Abstract
Background:
Newly symptomatic chronic musculoskeletal illness is often misinterpreted as new pathology, particularly when symptoms are first noticed after an event. In this study, we were interested in the accuracy and reliability of identifying the symptomatic knee based on bilateral MRI reports.
Methods:
We selected a consecutive sample of 30 occupational injury claimants, presenting with unilateral knee symptoms who had bilateral MRI on the same date. A group of blinded musculoskeletal radiologists dictated diagnostic reports, and all members of the Science of Variation Group (SOVG) were asked to indicate the symptomatic side based on the blinded reports. We compared diagnostic accuracy in a multilevel mixed-effects logistic regression model, and calculated interobserver agreement using Fleiss’ kappa.
Results:
Seventy-six surgeons completed the survey. The sensitivity of diagnosing the symptomatic side was 63%, the specificity was 58%, the positive predictive value was 70%, and the negative predictive value was 51%. There was slight agreement among observers (kappa= 0.17). Case descriptions did not improve diagnostic accuracy (Odds Ratio: 1.04; 95% CI: 0.87 to 1.3; P=0.65).
Conclusion:
Identifying the more symptomatic knee in adults based on MRI is unreliable and has limited accuracy, with or without information about demographics and mechanism of injury. When there is a dispute concerning the extent of the injury to a knee in a litigious, medico-legal setting such as Workers’ Compensation, consideration should be given to obtaining a comparison MRI of the uninjured, asymptomatic extremity.
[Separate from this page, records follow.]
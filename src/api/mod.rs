//! HTTP client for the public pincode lookup service.

pub mod client;

pub use client::{DEFAULT_BASE_URL, LookupError, PincodeClient, parse_lookup_body};
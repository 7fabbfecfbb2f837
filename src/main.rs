use anyhow::Result;

fn main() -> Result<()> {
    pincode_lookup::cli::run()
}
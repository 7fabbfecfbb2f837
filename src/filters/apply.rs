use crate::models::PostOfficeRecord;

/// Filter records by post-office name, returning the matching subset.
///
/// Matching is a case-insensitive substring test on the `Name` field. Order
/// is preserved from the input. An empty filter matches every record, so the
/// full set is always recoverable by clearing the filter text.
pub fn filter_by_name<'a>(records: &'a [PostOfficeRecord], filter: &str) -> Vec<&'a PostOfficeRecord> {
    if filter.is_empty() {
        return records.iter().collect();
    }

    let needle = filter.to_lowercase();
    records.iter().filter(|record| record.name.to_lowercase().contains(&needle)).collect()
}

#[cfg(test)]
mod tests {
    use super::*;

    fn record(name: &str) -> PostOfficeRecord {
        PostOfficeRecord {
            name: name.to_string(),
            branch_type: "Sub Post Office".to_string(),
            delivery_status: "Delivery".to_string(),
            district: "Mumbai".to_string(),
            division: "Mumbai City".to_string(),
        }
    }

    #[test]
    fn test_empty_filter_returns_all() {
        let records = vec![record("Fort"), record("Colaba"), record("Town Hall")];
        let filtered = filter_by_name(&records, "");
        assert_eq!(filtered.len(), 3);
    }

    #[test]
    fn test_substring_match() {
        let records = vec![record("Fort"), record("Colaba"), record("Town Hall")];
        let filtered = filter_by_name(&records, "ol");
        assert_eq!(filtered.len(), 1);
        assert_eq!(filtered[0].name, "Colaba");
    }

    #[test]
    fn test_match_is_case_insensitive() {
        let records = vec![record("Town Hall"), record("Fort")];

        let filtered = filter_by_name(&records, "town");
        assert_eq!(filtered.len(), 1);
        assert_eq!(filtered[0].name, "Town Hall");

        let filtered = filter_by_name(&records, "TOWN");
        assert_eq!(filtered.len(), 1);

        let filtered = filter_by_name(&records, "fOrT");
        assert_eq!(filtered.len(), 1);
        assert_eq!(filtered[0].name, "Fort");
    }

    #[test]
    fn test_no_match_returns_empty() {
        let records = vec![record("Fort"), record("Colaba")];
        assert!(filter_by_name(&records, "xyz").is_empty());
    }

    #[test]
    fn test_order_preserved() {
        let records =
            vec![record("Andheri East"), record("Bandra East"), record("Chembur East")];
        let filtered = filter_by_name(&records, "east");
        let names: Vec<&str> = filtered.iter().map(|r| r.name.as_str()).collect();
        assert_eq!(names, vec!["Andheri East", "Bandra East", "Chembur East"]);
    }

    #[test]
    fn test_filter_on_empty_records() {
        assert!(filter_by_name(&[], "anything").is_empty());
        assert!(filter_by_name(&[], "").is_empty());
    }

    #[test]
    fn test_full_name_match() {
        let records = vec![record("Fort"), record("Fortview")];
        let filtered = filter_by_name(&records, "fortview");
        assert_eq!(filtered.len(), 1);
        assert_eq!(filtered[0].name, "Fortview");
    }
}
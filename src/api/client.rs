//! Blocking HTTP client for `api.postalpincode.in`.
//!
//! The service is keyless public data: a single unauthenticated GET,
//! path-parameterized by the pincode, returning a JSON array whose first
//! element carries a `Status` field and the post-office list. Transport and
//! parsing are kept separate so response handling is testable on fixture
//! strings without a network.

use reqwest::blocking::Client;
use thiserror::Error;

use crate::models::{LookupResponse, Pincode, PostOfficeRecord};

pub const DEFAULT_BASE_URL: &str = "https://api.postalpincode.in";

/// Failures of a lookup, reduced to the two user-facing messages.
///
/// `NotFound` is a domain-level condition (the service answered, the pincode
/// is unknown). `Transport` covers network failures, non-2xx responses,
/// non-JSON bodies, and unexpected shapes; the underlying detail is kept for
/// diagnostics but the display text stays fixed.
#[derive(Debug, Clone, PartialEq, Eq, Error)]
pub enum LookupError {
    #[error("Invalid pincode entered.")]
    NotFound,
    #[error("Something went wrong. Please try again.")]
    Transport(String),
}

impl LookupError {
    /// Underlying detail for the transport case, for CLI diagnostics
    pub fn detail(&self) -> Option<&str> {
        match self {
            LookupError::NotFound => None,
            LookupError::Transport(detail) => Some(detail),
        }
    }
}

#[derive(Debug, Clone)]
pub struct PincodeClient {
    base_url: String,
    client: Client,
}

impl PincodeClient {
    pub fn new() -> Self {
        Self::with_base_url(DEFAULT_BASE_URL)
    }

    /// Create a client against a non-default base URL (tests, mirrors)
    pub fn with_base_url(base_url: impl Into<String>) -> Self {
        // The default blocking client imposes a 30s timeout; the lookup call
        // resolves only on network-layer success or failure.
        let client = Client::builder().timeout(None).build().unwrap_or_else(|_| Client::new());
        Self { base_url: base_url.into().trim_end_matches('/').to_string(), client }
    }

    fn url(&self, pincode: &Pincode) -> String {
        format!("{}/pincode/{}", self.base_url, pincode)
    }

    /// Fetch the post-office list for a pincode.
    ///
    /// Returns the (possibly empty) record list on success, `NotFound` when
    /// the service reports the pincode as unknown, and `Transport` for
    /// everything else.
    pub fn lookup(&self, pincode: &Pincode) -> Result<Vec<PostOfficeRecord>, LookupError> {
        let response = self
            .client
            .get(self.url(pincode))
            .send()
            .map_err(|e| LookupError::Transport(format!("HTTP request failed: {}", e)))?;

        let status = response.status();
        let body = response
            .text()
            .map_err(|e| LookupError::Transport(format!("Failed to read response: {}", e)))?;

        if !status.is_success() {
            return Err(LookupError::Transport(format!("HTTP {}: {}", status, body)));
        }

        parse_lookup_body(&body)
    }
}

impl Default for PincodeClient {
    fn default() -> Self {
        Self::new()
    }
}

/// Parse a raw response body into the post-office list.
///
/// A missing or `null` `PostOffice` field is treated as an empty list. An
/// empty response array or a malformed body is a transport error.
pub fn parse_lookup_body(body: &str) -> Result<Vec<PostOfficeRecord>, LookupError> {
    let responses: Vec<LookupResponse> = serde_json::from_str(body)
        .map_err(|e| LookupError::Transport(format!("Failed to parse response JSON: {}", e)))?;

    let first = responses
        .into_iter()
        .next()
        .ok_or_else(|| LookupError::Transport("Empty response array".to_string()))?;

    if first.status == "Error" {
        return Err(LookupError::NotFound);
    }

    Ok(first.post_office.unwrap_or_default())
}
Key Words: Accuracy, Knee injury, Magnetic resonance imaging, Reliability, Worker’s compensation insurance
Introduction
Slowly progressive musculoskeletal conditions that are newly symptomatic are often misinterpreted as new pathology, especially when symptoms are first noticed after a (perceived) noxious event. 1 Consequent magnetic resonance imaging (MRI) of the knee often reveals signal abnormalities, although changes (meniscal defects in particular) are also common among asymptomatic people with increasing age. 2–5 In fact, a prior study showed that only 43% of patients with new unilateral knee symptoms associated with a specific event at work have worse pathologic findings on the symptomatic side. 6 MR imaging of the symptomatic side alone may contribute to the misperception that age-related joint changes are the result of acute injury, which may affect decision-making and illness behavior. 7, 8
In this study, we tested the ability of orthopedic surgeons to determine the symptomatic knee among a consecutive sample of occupational injury claimants when viewing radiology reports of MRIs of both knees. We tested the primary null hypothesis that there is no difference in the accuracy of identifying the symptomatic knee based on bilateral MRI reports between observers who receive information about the patient and symptoms and observers who do not. We tested the secondary null hypotheses that 1) there is no difference in the reliability of identifying the symptomatic knee between observers who receive information about the patient and symptoms and observers who do not; there is no difference in 2) accuracy and 3) reliability of diagnosing the symptomatic knee based on patient age category; and 4) surgeons cannot identify the symptomatic knee more often than expected by random chance.
Materials and Methods
Study design and setting
The protocol for this study was approved by our Institutional Review Board (IRB). We selected a consecutive sample of 30 occupational injury claimants (a subset) from a prior study,6 presenting with unilateral knee symptoms who had bilateral MR imaging on the same date. Patients aged 40 years or older were included in this cohort if symptoms were acute in onset and ascribed to a single event at work. All patients who had prior knee surgery or who had radiographic evidence of fracture were excluded. All MR images were multiplanar T1 and T2 weighted sequences without contrast. Diagnostic reports were dictated by a group of expert musculoskeletal radiologists who were blinded to the patients’ clinical history and who were unaware which side was symptomatic.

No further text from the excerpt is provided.